Downloaded by: Hauptbibliothek Universität Zürich. Copyrighted material.

We believe that it is particularly important to be aware of the increased risk of occurrence of the serotonin syndrome in patients receiving multiple medications and higher-dose serotonergic medications. Accurate diagnostic decision rules have been developed to improve the making of a correct diagnosis [3–5]. However, serotonin syndromes remain underreported and are frequently misdiagnosed [9, 10]. Previous studies suggest that the activation of 5HT-2A receptors in the brain stem and spinal cord contributes to the pathophysiology of serotonin syndrome [3, 4, 11]. 2 reports in the literature implicate olanzapine therapy itself in causing a serotonin syndrome [12, 13]. However, both of these patients were taking multiple serotonergic medications that could have caused the serotonin syndrome [14]. Olanzapine shows a high affinity and occupancy of 5HT-2A receptors, blocking postsynaptic serotonergic action [15, 16]. Thus, it should be considered that serotonin syndrome can emerge upon discontinuation of an atypical antipsychotic without SNRI or SSRI dose change.
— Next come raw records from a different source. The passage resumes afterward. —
/// Configuration management for nutritionist-service
///
/// All settings come from environment variables (optionally seeded from a
/// `.env` file by the binary).
use db_pool::env_utils::{env_or, parse_env_with_default};
use db_pool::DbConfig;

const SERVICE_NAME: &str = "nutritionist-service";

/// Main application configuration
#[derive(Debug, Clone)]
pub struct Config {
    /// Application settings
    pub app: AppConfig,
    /// CORS configuration
    pub cors: CorsConfig,
    /// Database pool configuration
    pub database: DbConfig,
    /// Image URL resolution
    pub images: ImageConfig,
    /// Top-rated listing
    pub ranking: RankingConfig,
}

/// Application settings
#[derive(Debug, Clone)]
pub struct AppConfig {
    /// Application environment (development, staging, production)
    pub env: String,
    /// Server host to bind to
    pub host: String,
    /// Server port to bind to
    pub port: u16,
}

impl AppConfig {
    pub fn is_production(&self) -> bool {
        self.env.eq_ignore_ascii_case("production")
    }
}

/// CORS configuration
#[derive(Debug, Clone)]
pub struct CorsConfig {
    /// Comma-separated list of allowed origins
    pub allowed_origins: String,
}

impl CorsConfig {
    pub fn origins(&self) -> impl Iterator<Item = &str> {
        self.allowed_origins
            .split(',')
            .map(str::trim)
            .filter(|origin| !origin.is_empty())
    }
}

#[derive(Debug, Clone)]
pub struct ImageConfig {
    /// Base URL that relative image references are joined onto
    pub base_url: String,
}

#[derive(Debug, Clone)]
pub struct RankingConfig {
    /// Eligible nutritionists considered per top-rated request
    pub candidate_pool_cap: usize,
}

impl Default for RankingConfig {
    fn default() -> Self {
        Self {
            candidate_pool_cap: 20,
        }
    }
}

impl Config {
    /// Load configuration from environment variables
    pub fn from_env() -> Result<Self, String> {
        let app = AppConfig {
            env: env_or("APP_ENV", "development"),
            host: env_or("NUTRITIONIST_SERVICE_HOST", "0.0.0.0"),
            port: parse_env_with_default("NUTRITIONIST_SERVICE_PORT", 8090),
        };

        let cors = {
            let allowed_origins = match std::env::var("CORS_ALLOWED_ORIGINS") {
                Ok(value) => value,
                Err(_) if app.is_production() => {
                    return Err("CORS_ALLOWED_ORIGINS must be set in production".to_string())
                }
                Err(_) => "http://localhost:3000".to_string(),
            };

            if app.is_production() && allowed_origins.split(',').any(|o| o.trim() == "*") {
                return Err("CORS_ALLOWED_ORIGINS cannot be '*' in production".to_string());
            }

            CorsConfig { allowed_origins }
        };

        let database = DbConfig::from_env(SERVICE_NAME)?;

        let images = ImageConfig {
            base_url: env_or("IMAGE_BASE_URL", "http://localhost:8090/upload/images"),
        };

        let candidate_pool_cap: usize = parse_env_with_default(
            "TOP_RATED_POOL_CAP",
            RankingConfig::default().candidate_pool_cap,
        );
        if candidate_pool_cap == 0 {
            return Err("TOP_RATED_POOL_CAP must be at least 1".to_string());
        }

        Ok(Config {
            app,
            cors,
            database,
            images,
            ranking: RankingConfig { candidate_pool_cap },
        })
    }
}
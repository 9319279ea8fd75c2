use actix_web::{web, HttpResponse};

use crate::error::Result;
use crate::handlers::ApiResponse;
use crate::metrics;
use crate::AppState;

pub const TOP_RATED_MESSAGE: &str = "取得評分最高營養師資料成功";

/// Top-rated nutritionists for the home page
///
/// GET /home/topNu
pub async fn get_top_nutritionists(state: web::Data<AppState>) -> Result<HttpResponse> {
    let result = state.ranking.top_rated().await;
    metrics::record_request("top_rated", &result);

    Ok(HttpResponse::Ok().json(ApiResponse::success(TOP_RATED_MESSAGE, result?)))
}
We also hypothesize that serotonin syndrome may be prevented by olanzapine, which upon discontinuation becomes manifest. This hypothesis is supported by a case report in which sublingual olanzapine was used successfully to treat serotonin syndrome [17]. This could also explain why our patient only developed serotonin syndrome 4 months after receiving duloxetine when olanzapine was stopped and not after a recent introduction or increment of duloxetine, as she additionally received olanzapine when duloxetine was introduced and increased.